En janvier dernier, l’illustratrice a rejoint les rangs du club sélect de La Pastèque, cette maison d’édition qui abrite aussi Isabelle Arsenault, les pères de Red Ketchup, Elise Gravel, Geneviève Castrée et Michel Rabagliati. Rien que ça. Le nec plus ultra de la bande dessinée québécoise, en somme.
Intitulé Coup de vent, son premier livre s’adresse à un «très jeune public», du poupon de quelques mois au bambin de trois ans. Évidemment, sa démarche aura (littéralement) été teintée par cette contrainte. «Je voulais vraiment réduire ma palette au minimum pour que ce soit le plus près de l’enfant et le plus accessible possible. En même temps, c’était un défi. Il n’y a que cinq couleurs, mais les petits peuvent toutes les nommer.»
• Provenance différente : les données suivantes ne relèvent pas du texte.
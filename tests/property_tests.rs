//! Property and fuzz-style tests for the control core.
//!
//! Runs on host (x86_64) only — proptest is not available for ESP32
//! targets.  On ESP32, these tests are compiled out.

#![cfg(not(target_os = "espidf"))]

use std::cell::Cell;

use proptest::prelude::*;

use railboard::app::commands::Command;
use railboard::app::ports::{
    BroadcastSink, ClockPort, ConfigError, ExpanderPort, InputPort, PersistencePort,
    StatusLedPort,
};
use railboard::app::service::BoardService;
use railboard::app::snapshot::StateSnapshot;
use railboard::config::BoardConfig;
use railboard::indicator::{evaluate, IndicatorMachine, IndicatorState, StatusSignals};
use railboard::{DriverError, NUM_CHANNELS};

// ── Minimal mocks ─────────────────────────────────────────────

struct Hw {
    inputs: [bool; NUM_CHANNELS],
    reachable: [bool; 2],
}

impl Hw {
    fn new() -> Self {
        Self {
            inputs: [false; NUM_CHANNELS],
            reachable: [true, true],
        }
    }
}

impl ExpanderPort for Hw {
    fn write_line(&mut self, chip: u8, _line: u8, _level: bool) -> Result<(), DriverError> {
        if self.reachable[chip as usize] {
            Ok(())
        } else {
            Err(DriverError::ExpanderUnavailable { chip })
        }
    }
    fn is_reachable(&self, chip: u8) -> bool {
        self.reachable[chip as usize]
    }
}

impl InputPort for Hw {
    fn sample_inputs(&mut self) -> [bool; NUM_CHANNELS] {
        self.inputs
    }
}

impl StatusLedPort for Hw {
    fn set_rgb(&mut self, _r: u8, _g: u8, _b: u8) {}
}

struct Clock(Cell<u64>);

impl ClockPort for Clock {
    fn uptime_ms(&self) -> u64 {
        self.0.get()
    }
    fn timestamp(&self) -> heapless::String<24> {
        heapless::String::new()
    }
    fn is_synced(&self) -> bool {
        false
    }
}

#[derive(Default)]
struct Sink {
    count: usize,
}

impl BroadcastSink for Sink {
    fn broadcast(&mut self, _snapshot: &StateSnapshot) {
        self.count += 1;
    }
    fn observer_count(&self) -> usize {
        0
    }
}

#[derive(Default)]
struct Persist;

impl PersistencePort for Persist {
    fn load(&self) -> Result<BoardConfig, ConfigError> {
        Ok(BoardConfig::default())
    }
    fn save(&mut self, _config: &BoardConfig) -> Result<(), ConfigError> {
        Ok(())
    }
    fn save_credentials(&mut self, _ssid: &str, _pass: &str) -> Result<(), ConfigError> {
        Ok(())
    }
}

/// `relay_on_since_ms` must be present exactly when the relay is on.
fn assert_on_since_invariant(service: &BoardService) {
    for (ch, slot) in service.store().iter().enumerate() {
        assert_eq!(
            slot.relay_on,
            slot.relay_on_since_ms.is_some(),
            "channel {ch}: relay_on and relay_on_since_ms out of step"
        );
    }
}

// ── Command fuzzing ───────────────────────────────────────────

fn arb_command() -> impl Strategy<Value = Command> {
    prop_oneof![
        (0u8..24).prop_map(|ch| Command::Toggle { ch }),
        (0u8..24, any::<bool>()).prop_map(|(ch, val)| Command::Set { ch, val }),
        (0u8..24, -5i16..24).prop_map(|(input, output)| Command::Map { input, output }),
        (0u8..24, 0u32..100_000).prop_map(|(ch, secs)| Command::Timer { ch, secs }),
        Just(Command::Alloff),
    ]
}

proptest! {
    /// Arbitrary command storms never panic, never violate the
    /// on/on-since invariant, and acknowledge every single command.
    #[test]
    fn command_storm_keeps_invariants(cmds in proptest::collection::vec(arb_command(), 1..60)) {
        let mut service = BoardService::new(&BoardConfig::default());
        let mut hw = Hw::new();
        let clock = Clock(Cell::new(0));
        let mut sink = Sink::default();
        let mut persist = Persist;

        let total = cmds.len();
        for cmd in cmds {
            clock.0.set(clock.0.get() + 7);
            let outcome = service.handle_command(cmd, &mut hw, &clock, &mut sink, &mut persist);
            prop_assert!(!outcome.restart_requested);
            assert_on_since_invariant(&service);
        }
        prop_assert_eq!(sink.count, total, "ack-always: one broadcast per command");
    }

    /// Same storm with a dead expander chip: errors degrade to no state
    /// change, never to inconsistent bookkeeping.
    #[test]
    fn command_storm_with_dead_chip(cmds in proptest::collection::vec(arb_command(), 1..40)) {
        let mut service = BoardService::new(&BoardConfig::default());
        let mut hw = Hw::new();
        hw.reachable[1] = false;
        let clock = Clock(Cell::new(0));
        let mut sink = Sink::default();
        let mut persist = Persist;

        for cmd in cmds {
            let _ = service.handle_command(cmd, &mut hw, &clock, &mut sink, &mut persist);
            assert_on_since_invariant(&service);
            // Channels 9-12 live on the dead chip and can never turn on.
            for ch in 8..NUM_CHANNELS {
                prop_assert!(!service.store().relay_on(ch));
            }
        }
    }
}

// ── Auto-off timing ───────────────────────────────────────────

proptest! {
    /// The timer fires in exactly the first tick at or past the
    /// deadline, and `remaining` never increases while the relay is on.
    #[test]
    fn auto_off_fires_at_deadline(
        secs in 1u32..600,
        step_ms in 1u64..5_000,
    ) {
        let mut config = BoardConfig::default();
        config.auto_off_secs[0] = secs;
        let mut service = BoardService::new(&config);
        let mut hw = Hw::new();
        let clock = Clock(Cell::new(0));
        let mut sink = Sink::default();

        service.set_relay(&mut hw, &clock, 0, true).unwrap();
        let deadline = u64::from(secs) * 1000;
        let mut last_remaining = u32::MAX;

        loop {
            clock.0.set(clock.0.get() + step_ms);
            service.tick(&mut hw, &clock, &mut sink);
            let now = clock.0.get();

            if now >= deadline {
                prop_assert!(!service.store().relay_on(0), "deadline passed at {now}");
                prop_assert_eq!(service.store().remaining_auto_off_secs(0, now), 0);
                break;
            }
            prop_assert!(service.store().relay_on(0), "fired early at {now}");
            let remaining = service.store().remaining_auto_off_secs(0, now);
            prop_assert!(remaining <= last_remaining);
            prop_assert!(remaining >= 1);
            last_remaining = remaining;
        }
    }

    /// A disabled timer never fires no matter how long the relay is on.
    #[test]
    fn zero_timer_never_fires(hours in 1u64..2_000) {
        let mut service = BoardService::new(&BoardConfig::default());
        let mut hw = Hw::new();
        let clock = Clock(Cell::new(0));
        let mut sink = Sink::default();

        service.set_relay(&mut hw, &clock, 3, true).unwrap();
        clock.0.set(hours * 3_600_000);
        service.tick(&mut hw, &clock, &mut sink);
        prop_assert!(service.store().relay_on(3));
    }
}

// ── Edge detection ────────────────────────────────────────────

proptest! {
    /// Relay toggles equal rising edges of the mapped input exactly;
    /// the previous-sample register always tracks the last sample.
    #[test]
    fn toggle_count_equals_rising_edges(levels in proptest::collection::vec(any::<bool>(), 1..80)) {
        let mut config = BoardConfig::default();
        config.input_mapping[4] = Some(8);
        let mut service = BoardService::new(&config);
        let mut hw = Hw::new();
        let clock = Clock(Cell::new(0));
        let mut sink = Sink::default();

        let mut prev = false;
        let mut rising = 0u32;
        for level in levels {
            if level && !prev {
                rising += 1;
            }
            prev = level;

            hw.inputs[4] = level;
            service.tick(&mut hw, &clock, &mut sink);
            prop_assert_eq!(service.store().get(4).unwrap().input_raw_prev, level);
        }
        // Odd number of toggles leaves the relay on.
        prop_assert_eq!(service.store().relay_on(8), rising % 2 == 1);
    }
}

// ── Indicator rendering ───────────────────────────────────────

fn arb_state() -> impl Strategy<Value = IndicatorState> {
    prop_oneof![
        Just(IndicatorState::Booting),
        Just(IndicatorState::ProvisioningOnly),
        Just(IndicatorState::Connecting),
        Just(IndicatorState::Ready),
        Just(IndicatorState::RelayActive),
        Just(IndicatorState::HardwareError),
        Just(IndicatorState::Maintenance),
        Just(IndicatorState::ObserverConnected),
    ]
}

proptest! {
    /// `render` is a pure function of `now - entered_at`: equal inputs
    /// give equal pixels, and shifting both ends by the same offset
    /// changes nothing.
    #[test]
    fn render_is_phase_absolute(
        state in arb_state(),
        entered in 0u64..1_000_000,
        delta in 0u64..1_000_000,
        shift in 0u64..1_000_000,
    ) {
        let mut a = IndicatorMachine::new();
        a.set_state(state, entered);
        let mut b = IndicatorMachine::new();
        b.set_state(state, entered + shift);

        prop_assert_eq!(a.render(entered + delta), a.render(entered + delta));
        prop_assert_eq!(a.render(entered + delta), b.render(entered + shift + delta));
    }

    /// The priority list always yields exactly one of its six outputs,
    /// and relay activity always outranks observers.
    #[test]
    fn evaluation_is_total_and_ordered(
        hardware_ok in any::<bool>(),
        any_relay_on in any::<bool>(),
        observers in 0usize..4,
        network_connected in any::<bool>(),
        time_synced in any::<bool>(),
    ) {
        let signals = StatusSignals {
            hardware_ok,
            any_relay_on,
            observers,
            network_connected,
            time_synced,
        };
        let state = evaluate(&signals);

        if !hardware_ok {
            prop_assert_eq!(state, IndicatorState::HardwareError);
        } else if any_relay_on {
            prop_assert_eq!(state, IndicatorState::RelayActive);
        } else if observers > 0 {
            prop_assert_eq!(state, IndicatorState::ObserverConnected);
        } else {
            prop_assert!(matches!(
                state,
                IndicatorState::Ready
                    | IndicatorState::ConnectedNoTimeSync
                    | IndicatorState::ProvisioningOnly
            ));
        }
    }
}
//! Adapters — concrete implementations of the hexagonal port traits.
//!
//! | Adapter    | Implements                         | Connects to               |
//! |------------|------------------------------------|---------------------------|
//! | `hardware` | ExpanderPort, InputPort,           | MCP23017 bank over I2C,   |
//! |            | StatusLedPort                      | ESP32 GPIO, LEDC PWM      |
//! | `nvs`      | PersistencePort                    | NVS / in-memory store     |
//! | `time`     | ClockPort                          | ESP32 system timer + SNTP |
//! | `wifi`     | (provisioning collaborator)        | ESP-IDF WiFi AP+STA       |
//! | `ws_hub`   | BroadcastSink                      | WebSocket observer fan-out|

pub mod hardware;
pub mod nvs;
pub mod time;
pub mod wifi;
pub mod ws_hub;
À la fois élancés et voluptueux, les protagonistes qui peuplent les pages de ce nouvel ouvrage sont en tout point semblables à ceux que l’artiste nous a offerts par le passé. Des monsieurs et des dames qui rompent, à leur façon, avec les canons de beauté des présentes décennies. Cécile, voyez-vous, s’engage à diffuser une certaine diversité corporelle dans son travail. «Mes formes sont très simples, mais c’est parce que j’essaie d’être le plus universelle possible. Des fois, j’ai des petits personnages avec des petits corps et, d’autres fois, des gros personnages avec des gros bras ou peu importe… Je n’utilise pas non plus de vraies couleurs de peau. C’est toujours décalé par rapport à la réalité. J’essaie d’avoir une forme d’abstraction pour qu’on ne reconnaisse pas de vraies personnes. J’aime bien colorer les peaux en bleu ou en rouge. Comme ça, n’importe qui peut se reconnaître.»